Excellent. So I take it my switch will work.

Thanks for the confirmation, I just wanted to double check before I went and put it all together :D

kahel

The subject title is false. Let it be known to the world that there are powerful secret societies devoted to collecting stupid questions. There are streets filled with houses filled with rooms filled with shelves filled with volume upon volume of collected stupid questions. You may recognize members of these societies only by their smug smiles and slick palm recorders. It is their firm belief that when the time comes that genetic engineering has caused the world to be filled with only smart asses, they will own the only source of humor, and thus they'll be able to take over and rule the Earth. Consider yourself warned.

K

Processaurus

Its a good question.  I see a lot of peoples switching schemes that can be simplified by shorting out components, like cap switching where you want a big input cap and a little input cap, you can just put both in series and just short out the little one, because that is the bottleneck, not the bigger cap.

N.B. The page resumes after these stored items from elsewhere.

//! Frame-driven view property animations.
//!
//! [`FrameAnimator`] records the animatable properties of every view, runs a
//! change block against the tree, and interpolates whatever the block changed
//! over the following frames. A direct write to an animating property wins:
//! the track notices on the next frame and stops touching it.

use std::cell::RefCell;
use std::rc::{Rc, Weak};

use deck_animation::{AnimationSpec, Lerp, Tween};
use deck_core::{FrameCallbackRegistration, FrameClock, Shared, WeakShared};
use deck_ui_graphics::{Rect, Transform};

use crate::view::{ViewId, ViewNode};
use crate::ViewTree;

/// Block of property writes to animate.
pub type Changes = Box<dyn FnOnce(&mut ViewTree) + 'static>;

/// Called once: `true` when an animation reaches its end time, `false` when
/// it could not start.
pub type Completion = Box<dyn FnOnce(bool) + 'static>;

/// Host capability for animating view properties.
pub trait ViewAnimator {
    /// Apply `changes` and animate the affected properties under `spec`.
    ///
    /// `completion` runs on a later frame. If there is nothing left to
    /// animate (the tree is gone) it runs at once with `false`.
    fn animate(&self, spec: AnimationSpec, changes: Changes, completion: Option<Completion>);

    /// Stop animating every property of `view`, leaving its current values
    /// in place. Animations that lose their tracks still complete on time.
    fn stop_animations(&self, view: ViewId);

    /// Whether any animation is still pending completion.
    fn is_animating(&self) -> bool;
}

#[derive(Clone, Copy, Debug, PartialEq, Eq)]
enum Property {
    Frame,
    Transform,
    Alpha,
}

struct PropertyTrack<T> {
    view: ViewId,
    tween: Tween<T>,
    last: T,
}

impl<T: Lerp + Clone + PartialEq> PropertyTrack<T> {
    fn new(view: ViewId, from: T, to: T, spec: AnimationSpec) -> Self {
        Self {
            view,
            last: from.clone(),
            tween: Tween::new(from, to, spec),
        }
    }

    /// Returns `false` once something else has written the slot.
    fn step(&mut self, slot: &mut T, elapsed_nanos: u64) -> bool {
        if *slot != self.last {
            return false;
        }
        let value = self.tween.value_at(elapsed_nanos);
        *slot = value.clone();
        self.last = value;
        true
    }
}

enum Track {
    Frame(PropertyTrack<Rect>),
    Transform(PropertyTrack<Transform>),
    Alpha(PropertyTrack<f32>),
}

impl Track {
    fn key(&self) -> (ViewId, Property) {
        match self {
            Track::Frame(track) => (track.view, Property::Frame),
            Track::Transform(track) => (track.view, Property::Transform),
            Track::Alpha(track) => (track.view, Property::Alpha),
        }
    }

    fn step(&mut self, tree: &mut ViewTree, elapsed_nanos: u64) -> bool {
        let (view, _) = self.key();
        let Ok(node) = tree.node_mut(view) else {
            return false;
        };
        match self {
            Track::Frame(track) => track.step(&mut node.frame, elapsed_nanos),
            Track::Transform(track) => track.step(&mut node.transform, elapsed_nanos),
            Track::Alpha(track) => track.step(&mut node.alpha, elapsed_nanos),
        }
    }

    /// Put the pre-change value back so the first frame starts from it.
    fn rewind(&self, node: &mut ViewNode) {
        match self {
            Track::Frame(track) => node.frame = track.tween.start,
            Track::Transform(track) => node.transform = track.tween.start,
            Track::Alpha(track) => node.alpha = track.tween.start,
        }
    }
}

#[derive(Clone, Copy)]
struct Recorded {
    frame: Rect,
    transform: Transform,
    alpha: f32,
}

impl Recorded {
    fn of(node: &ViewNode) -> Self {
        Self {
            frame: node.frame,
            transform: node.transform,
            alpha: node.alpha,
        }
    }
}

struct RunningAnimation {
    id: u64,
    spec: AnimationSpec,
    start_nanos: Option<u64>,
    tracks: Vec<Track>,
    completion: Option<Completion>,
}

#[derive(Default)]
struct AnimatorState {
    running: Vec<RunningAnimation>,
    next_id: u64,
    frame: Option<FrameCallbackRegistration>,
}

/// [`ViewAnimator`] driven by a [`FrameClock`].
#[derive(Clone)]
pub struct FrameAnimator {
    tree: WeakShared<ViewTree>,
    clock: FrameClock,
    state: Rc<RefCell<AnimatorState>>,
}

impl FrameAnimator {
    pub fn new(tree: &Shared<ViewTree>, clock: FrameClock) -> Self {
        Self {
            tree: tree.downgrade(),
            clock,
            state: Rc::new(RefCell::new(AnimatorState::default())),
        }
    }

    pub fn running_count(&self) -> usize {
        self.state.borrow().running.len()
    }

    fn ensure_frame(&self) {
        if self.state.borrow().frame.is_some() {
            return;
        }
        let weak_state = Rc::downgrade(&self.state);
        let tree = self.tree.clone();
        let clock = self.clock.clone();
        let registration = self.clock.with_frame_nanos(move |nanos| {
            on_frame(weak_state, tree, clock, nanos);
        });
        self.state.borrow_mut().frame = Some(registration);
    }
}

impl ViewAnimator for FrameAnimator {
    fn animate(&self, spec: AnimationSpec, changes: Changes, completion: Option<Completion>) {
        self.clock.runtime_handle().assert_ui_thread();
        let Some(tree) = self.tree.upgrade() else {
            log::debug!("view tree dropped; skipping animation");
            if let Some(completion) = completion {
                completion(false);
            }
            return;
        };

        let tracks = tree.update(|tree| {
            let before: Vec<(ViewId, Recorded)> = tree
                .views()
                .map(|(id, node)| (id, Recorded::of(node)))
                .collect();
            changes(tree);

            let mut tracks = Vec::new();
            for (view, old) in before {
                let Ok(node) = tree.node(view) else {
                    continue;
                };
                if node.frame != old.frame {
                    tracks.push(Track::Frame(PropertyTrack::new(
                        view, old.frame, node.frame, spec,
                    )));
                }
                if node.transform != old.transform {
                    tracks.push(Track::Transform(PropertyTrack::new(
                        view,
                        old.transform,
                        node.transform,
                        spec,
                    )));
                }
                if node.alpha != old.alpha {
                    tracks.push(Track::Alpha(PropertyTrack::new(
                        view, old.alpha, node.alpha, spec,
                    )));
                }
            }
            if !spec.is_instant() {
                for track in &tracks {
                    if let Ok(node) = tree.node_mut(track.key().0) {
                        track.rewind(node);
                    }
                }
            }
            tracks
        });

        {
            let mut state = self.state.borrow_mut();
            // A newer animation of the same property replaces the older track.
            for running in &mut state.running {
                running
                    .tracks
                    .retain(|existing| !tracks.iter().any(|track| track.key() == existing.key()));
            }
            let id = state.next_id;
            state.next_id += 1;
            log::trace!(
                "animation {id}: {} track(s) over {}ms",
                tracks.len(),
                spec.duration_millis
            );
            state.running.push(RunningAnimation {
                id,
                spec,
                start_nanos: None,
                tracks,
                completion,
            });
        }
        self.ensure_frame();
    }

    fn stop_animations(&self, view: ViewId) {
        for running in &mut self.state.borrow_mut().running {
            running.tracks.retain(|track| track.key().0 != view);
        }
    }

    fn is_animating(&self) -> bool {
        !self.state.borrow().running.is_empty()
    }
}

fn on_frame(
    state: Weak<RefCell<AnimatorState>>,
    tree: WeakShared<ViewTree>,
    clock: FrameClock,
    nanos: u64,
) {
    let Some(state) = state.upgrade() else {
        return;
    };
    if let Some(registration) = state.borrow_mut().frame.take() {
        registration.detach();
    }

    let mut finished: Vec<(u64, Option<Completion>)> = Vec::new();
    {
        let mut guard = state.borrow_mut();
        let tree = tree.upgrade();
        for animation in &mut guard.running {
            let start = *animation.start_nanos.get_or_insert(nanos);
            let elapsed = nanos.saturating_sub(start);
            if let Some(tree) = &tree {
                tree.update(|tree| {
                    animation.tracks.retain_mut(|track| {
                        let kept = track.step(tree, elapsed);
                        if !kept {
                            log::trace!("animation {}: track {:?} superseded", animation.id, track.key());
                        }
                        kept
                    });
                });
            }
            if elapsed >= animation.spec.total_nanos() {
                finished.push((animation.id, animation.completion.take()));
            }
        }
        guard
            .running
            .retain(|animation| !finished.iter().any(|(id, _)| *id == animation.id));
    }

    for (id, completion) in finished {
        log::trace!("animation {id} finished");
        if let Some(completion) = completion {
            completion(true);
        }
    }

    let reschedule = {
        let guard = state.borrow();
        !guard.running.is_empty() && guard.frame.is_none()
    };
    if reschedule {
        let weak_state = Rc::downgrade(&state);
        let next_clock = clock.clone();
        let registration = clock.with_frame_nanos(move |nanos| {
            on_frame(weak_state, tree, next_clock, nanos);
        });
        state.borrow_mut().frame = Some(registration);
    }
}

#[cfg(test)]
#[path = "tests/animator_tests.rs"]
mod tests;
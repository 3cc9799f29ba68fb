//! Geometric primitives: Point, Size, Rect, insets and rounded corners

#[derive(Clone, Copy, Debug, PartialEq, Default)]
pub struct Point {
    pub x: f32,
    pub y: f32,
}

impl Point {
    pub const fn new(x: f32, y: f32) -> Self {
        Self { x, y }
    }

    pub const ZERO: Point = Point { x: 0.0, y: 0.0 };
}

#[derive(Clone, Copy, Debug, PartialEq, Default)]
pub struct Size {
    pub width: f32,
    pub height: f32,
}

impl Size {
    pub const fn new(width: f32, height: f32) -> Self {
        Self { width, height }
    }

    pub const ZERO: Size = Size {
        width: 0.0,
        height: 0.0,
    };

    /// Width divided by height, or `None` for a degenerate size.
    pub fn aspect_ratio(&self) -> Option<f32> {
        if self.height > 0.0 && self.width.is_finite() && self.height.is_finite() {
            Some(self.width / self.height)
        } else {
            None
        }
    }
}

#[derive(Clone, Copy, Debug, PartialEq, Default)]
pub struct Rect {
    pub x: f32,
    pub y: f32,
    pub width: f32,
    pub height: f32,
}

impl Rect {
    pub const fn new(x: f32, y: f32, width: f32, height: f32) -> Self {
        Self {
            x,
            y,
            width,
            height,
        }
    }

    pub fn from_origin_size(origin: Point, size: Size) -> Self {
        Self {
            x: origin.x,
            y: origin.y,
            width: size.width,
            height: size.height,
        }
    }

    pub fn from_size(size: Size) -> Self {
        Self {
            x: 0.0,
            y: 0.0,
            width: size.width,
            height: size.height,
        }
    }

    pub fn origin(&self) -> Point {
        Point::new(self.x, self.y)
    }

    pub fn size(&self) -> Size {
        Size::new(self.width, self.height)
    }

    /// The same size placed at the origin.
    pub fn bounds(&self) -> Rect {
        Rect::from_size(self.size())
    }

    pub fn max_x(&self) -> f32 {
        self.x + self.width
    }

    pub fn max_y(&self) -> f32 {
        self.y + self.height
    }

    pub fn center(&self) -> Point {
        Point::new(self.x + self.width / 2.0, self.y + self.height / 2.0)
    }

    pub fn translate(&self, dx: f32, dy: f32) -> Self {
        Self {
            x: self.x + dx,
            y: self.y + dy,
            width: self.width,
            height: self.height,
        }
    }

    pub fn with_y(&self, y: f32) -> Self {
        Self { y, ..*self }
    }

    /// A rect of `size` sharing this rect's center.
    pub fn centered(&self, size: Size) -> Self {
        let center = self.center();
        Self {
            x: center.x - size.width / 2.0,
            y: center.y - size.height / 2.0,
            width: size.width,
            height: size.height,
        }
    }

    pub fn inset(&self, insets: EdgeInsets) -> Self {
        Self {
            x: self.x + insets.left,
            y: self.y + insets.top,
            width: (self.width - insets.horizontal_sum()).max(0.0),
            height: (self.height - insets.vertical_sum()).max(0.0),
        }
    }

    pub fn contains(&self, x: f32, y: f32) -> bool {
        x >= self.x && y >= self.y && x <= self.max_x() && y <= self.max_y()
    }
}

/// Padding values for each edge of a rectangle.
#[derive(Clone, Copy, Debug, Default, PartialEq)]
pub struct EdgeInsets {
    pub left: f32,
    pub top: f32,
    pub right: f32,
    pub bottom: f32,
}

impl EdgeInsets {
    pub const ZERO: EdgeInsets = EdgeInsets {
        left: 0.0,
        top: 0.0,
        right: 0.0,
        bottom: 0.0,
    };

    pub fn uniform(all: f32) -> Self {
        Self {
            left: all,
            top: all,
            right: all,
            bottom: all,
        }
    }

    pub fn vertical(vertical: f32) -> Self {
        Self {
            top: vertical,
            bottom: vertical,
            ..Self::default()
        }
    }

    pub fn is_zero(&self) -> bool {
        self.left == 0.0 && self.top == 0.0 && self.right == 0.0 && self.bottom == 0.0
    }

    pub fn horizontal_sum(&self) -> f32 {
        self.left + self.right
    }

    pub fn vertical_sum(&self) -> f32 {
        self.top + self.bottom
    }
}

/// Which corners of a layer honour its corner radius.
#[derive(Clone, Copy, Debug, PartialEq, Eq, Hash)]
pub struct MaskedCorners(u8);

impl MaskedCorners {
    pub const NONE: Self = Self(0);
    pub const TOP_LEFT: Self = Self(1);
    pub const TOP_RIGHT: Self = Self(1 << 1);
    pub const BOTTOM_RIGHT: Self = Self(1 << 2);
    pub const BOTTOM_LEFT: Self = Self(1 << 3);
    pub const TOP: Self = Self(Self::TOP_LEFT.0 | Self::TOP_RIGHT.0);
    pub const ALL: Self = Self(0b1111);

    pub const fn union(self, other: Self) -> Self {
        Self(self.0 | other.0)
    }

    pub const fn contains(self, other: Self) -> bool {
        self.0 & other.0 == other.0
    }

    pub const fn is_empty(self) -> bool {
        self.0 == 0
    }
}

impl Default for MaskedCorners {
    fn default() -> Self {
        Self::ALL
    }
}

#[derive(Clone, Copy, Debug, Default, PartialEq)]
pub struct CornerRadii {
    pub top_left: f32,
    pub top_right: f32,
    pub bottom_right: f32,
    pub bottom_left: f32,
}

impl CornerRadii {
    pub fn uniform(radius: f32) -> Self {
        Self {
            top_left: radius,
            top_right: radius,
            bottom_right: radius,
            bottom_left: radius,
        }
    }

    /// Radii produced by applying `radius` to the `masked` corners only,
    /// clamped so opposite corners never overlap within `size`.
    pub fn resolve(radius: f32, masked: MaskedCorners, size: Size) -> Self {
        let max = (size.width / 2.0).min(size.height / 2.0).max(0.0);
        let radius = radius.clamp(0.0, max);
        let pick = |corner: MaskedCorners| {
            if masked.contains(corner) {
                radius
            } else {
                0.0
            }
        };
        Self {
            top_left: pick(MaskedCorners::TOP_LEFT),
            top_right: pick(MaskedCorners::TOP_RIGHT),
            bottom_right: pick(MaskedCorners::BOTTOM_RIGHT),
            bottom_left: pick(MaskedCorners::BOTTOM_LEFT),
        }
    }

    pub fn is_zero(&self) -> bool {
        self.top_left == 0.0
            && self.top_right == 0.0
            && self.bottom_right == 0.0
            && self.bottom_left == 0.0
    }
}

#[cfg(test)]
#[path = "tests/geometry_tests.rs"]
mod tests;
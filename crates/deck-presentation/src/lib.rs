//! Deck-style card presentation
//!
//! A card slides up over a slightly shrunken live snapshot of the view that
//! presented it and can be dragged down to dismiss. The drag follows the
//! finger linearly at first, then with growing resistance, and dismisses once
//! it travels far enough; shorter drags settle back.
//!
//! The crate owns the geometry, the snapshot, the drag state machine and the
//! lifecycle hooks. The surrounding platform supplies the views, the
//! animation system and the dismissal itself through [`PresentationHost`].

mod callbacks;
mod config;
mod controller;
pub mod elastic;
pub mod geometry;
mod gesture;
mod host;
mod snapshot;

pub use callbacks::{always_dismissible, DeckCallbacks, DismissPolicy};
pub use config::DeckConfig;
pub use controller::{DeckPresentation, DeckPresentationController, WeakDeckPresentation};
pub use elastic::elastic_translation;
pub use gesture::{DragStateMachine, DragUpdate, GesturePhase};
pub use host::{DeckViews, PresentationHost, TransitionCoordinator, STATUS_BAR_FRAME_WILL_CHANGE};
pub use snapshot::SnapshotManager;

pub mod prelude {
    pub use crate::callbacks::DeckCallbacks;
    pub use crate::config::DeckConfig;
    pub use crate::controller::{DeckPresentation, DeckPresentationController};
    pub use crate::gesture::GesturePhase;
    pub use crate::host::{DeckViews, PresentationHost, TransitionCoordinator};
}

Recently I was scratching my head on how to turn on an LED when I disconnected ground from something (footswitch was otherwise full), I finally realized I could just leave the LED cathode connected to ground full time (led on), and then short it out by connecting ground to the anode when I wanted it off.

Likewise anyone doing an LED that blinks to an LFO (like the EA trem), can turn it off when the effect is in bypass by shorting the LED out.

calculating_infinity

You know how they say you learn something new everyday...  Well here you learn something new at this forum a few times a each day you read it.  (at least for me)  Thanks for the info!